早いもので、今年も師走になりました。さすがに今年はどこの小児科も例年以上に忙しいようです。寒くなってくると病気も増えるのですが、今年は既に新型インフルエンザが流行していることもあるからではないでしょうか。そろそろ落ち着いて欲しいと願うのは僕だけではないと思いますが。


さて、今年を振り返ると1年中ワクチンの問題に振り回された印象があります。まずはHibワクチンの問題です。もう、忘れていらっしゃる方も多いかもしれませんが、大切なワクチンです。なのに、ワクチンが不足している状況が改善されず、ここ数ヶ月は毎月3本の供給しかありません。当院で予約された方は既に250名以上で、これでは新規に予約を受ける事が出来ません。来年夏以降は供給量が増加すると言われていますが、果たしてどうなるのかわかりません。


その次は日本脳炎ワクチンの問題です。新ワクチンの発売によって、1期の同意書は不要になりました。それはよかったのですが、2期については旧ワクチンのみの接種で同意書が必要で、問診票には「新」という記載をしなくてはなりません。2期に新ワクチンを使えないのは、治験をしていないからという理由のようです。何ともお粗末です。日本脳炎ワクチンについては、この数年間で保護者にも様々な誤解が生じています。受けなくていいとか、有料であるとか。受けずに7歳半を超えてしまったお子さんも多いようです。このような問題をどう解決するのか、方向性が示されていません。


そして、最後が今回の新型インフルエンザワクチンの問題です。報道されているように予約が出来るなんていうのは全くの誤りです。予約しろと言われれば出来ますが、何百人待ちという状況になるのは明らかです。既に多くの小児科で500人とか800人とかの予約をされているとのこと。
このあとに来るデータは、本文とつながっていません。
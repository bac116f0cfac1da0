//! The movement pipeline: blockage detection, path following, collision
//! avoidance and integration.
//!
//! Each stage is a separate system so the simulation can run them in its
//! fixed order (blockage before combat, steering and integration after).
//! Stages that need to look at other units first take an immutable snapshot
//! and then apply their decisions, so no unit ever observes a half-updated
//! neighbour.

use crate::components::{EntityId, Team};
use crate::grid::{NavGrid, Occupancy};
use crate::math::{Fixed, Vec2Fixed};
use crate::pathfinding::{distance_squared_to_tile, waypoint_position};
use crate::simulation::EntityStorage;

/// Tuning shared by the movement stages, resolved once per tick.
#[derive(Debug, Clone, Copy, PartialEq, Eq)]
pub struct MovementParams {
    /// Squared distance at which a waypoint counts as reached.
    pub stop_distance_sq: Fixed,
    /// Radius of the avoidance neighbourhood.
    pub avoidance_radius: Fixed,
    /// Scale of the avoidance push.
    pub avoidance_strength: Fixed,
    /// Below this, speeds and displacements count as zero.
    pub epsilon: Fixed,
    /// Tick length in seconds.
    pub dt: Fixed,
}

/// A unit's route was found blocked by a hostile structure.
#[derive(Debug, Clone, Copy, PartialEq, Eq)]
pub struct BlockageEvent {
    /// The halted unit.
    pub unit: EntityId,
    /// The structure in the way.
    pub blocker: EntityId,
}

/// Flag units whose next waypoint is covered by a live hostile structure.
///
/// A blocked unit keeps its waypoint, records the structure as its blocker
/// (which the combat system prefers over any other target) and is held in
/// place by [`path_following_system`]. The flag clears as soon as the
/// structure dies or the next waypoint is no longer covered by it.
///
/// Returns one event per unit that became blocked this tick.
pub fn blockage_system(
    entities: &mut EntityStorage,
    occupancy: &Occupancy,
    entity_ids: &[EntityId],
) -> Vec<BlockageEvent> {
    let decisions: Vec<(EntityId, Option<EntityId>)> = entity_ids
        .iter()
        .filter_map(|&id| {
            let entity = entities.get(id)?;
            if !entity.is_alive() || entity.movement.is_none() {
                return None;
            }
            let next = entity.path.as_ref()?.next_waypoint();
            let blocker = next
                .and_then(|tile| occupancy.occupant(tile))
                .filter(|&owner| is_live_hostile(entities, entity.team, owner));
            Some((id, blocker))
        })
        .collect();

    let mut events = Vec::new();
    for (id, blocker) in decisions {
        let Some(path) = entities.get_mut(id).and_then(|e| e.path.as_mut()) else {
            continue;
        };
        match blocker {
            Some(blocker) => {
                if path.blocker != Some(blocker) {
                    tracing::debug!(unit = id, blocker, "route blocked by hostile structure");
                    events.push(BlockageEvent { unit: id, blocker });
                }
                path.blocked_by_entity = true;
                path.blocker = Some(blocker);
            }
            None => path.clear_blockage(),
        }
    }
    events
}

fn is_live_hostile(entities: &EntityStorage, team: Team, other: EntityId) -> bool {
    entities
        .get(other)
        .is_some_and(|e| e.is_alive() && e.team.is_hostile_to(team))
}

/// Turn each unit's route into a desired velocity and consume reached
/// waypoints.
///
/// A waypoint closer than the stop distance is popped and the unit rests
/// for that tick. Blocked units, dying units and units without a route get
/// zero desired velocity. The step toward a waypoint never overshoots its
/// center.
pub fn path_following_system(
    entities: &mut EntityStorage,
    grid: &NavGrid,
    params: &MovementParams,
    entity_ids: &[EntityId],
) {
    for &id in entity_ids {
        let Some(entity) = entities.get_mut(id) else {
            continue;
        };
        let alive = entity.is_alive();
        let (Some(movement), Some(position), Some(velocity), Some(path)) = (
            entity.movement.as_ref(),
            entity.position.as_ref(),
            entity.velocity.as_mut(),
            entity.path.as_mut(),
        ) else {
            continue;
        };

        if !alive || path.blocked_by_entity {
            velocity.desired = Vec2Fixed::ZERO;
            continue;
        }

        let Some(next) = path.next_waypoint() else {
            velocity.desired = Vec2Fixed::ZERO;
            continue;
        };

        let dist_sq = distance_squared_to_tile(grid, position.value, next);
        if dist_sq < params.stop_distance_sq {
            path.waypoints.pop_front();
            if path.waypoints.is_empty() {
                path.path_completed = true;
                tracing::trace!(unit = id, "route completed");
            }
            velocity.desired = Vec2Fixed::ZERO;
            continue;
        }

        let to_waypoint = waypoint_position(grid, next) - position.value;
        let distance = to_waypoint.length();
        let max_step = movement.speed * params.dt;
        let speed = if distance < max_step && params.dt > Fixed::ZERO {
            distance / params.dt
        } else {
            movement.speed
        };
        velocity.desired = to_waypoint.normalize().scale(speed);
    }
}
現実的ではないように思います。全部終わってしまう頃には、インフルエンザの患者はいなくなってしまうという事にならないでしょうか。最初から、行政は全てこちら現場へ丸投げで、苦情だけがクリニックへ届きます。果ては「もう、そっちには診察には行かない」と捨て台詞もありました。やれるだけの努力はしているつもりですが、どうしてそこまで言われなくてはいけないのだろうかということを、スタッフも嫌という程聞かされました。悲しくなってきますね。


更に来年には肺炎球菌ワクチンや、子宮頚癌ワクチンも発売されます。今年と同じような混乱が起きない事を願うばかりですが、現場の状況をわからないお役人が決める事なので、あまり期待は出来ないようにも感じます。しかし、小児科医こそがこども達の健康を守ってあげなくてはいけないので、悩みは尽きませんが来年も予防接種には力を入れていきたいと思います。


来年こそはいい年でありますようにと願うばかりです。良いお年をお迎え下さい。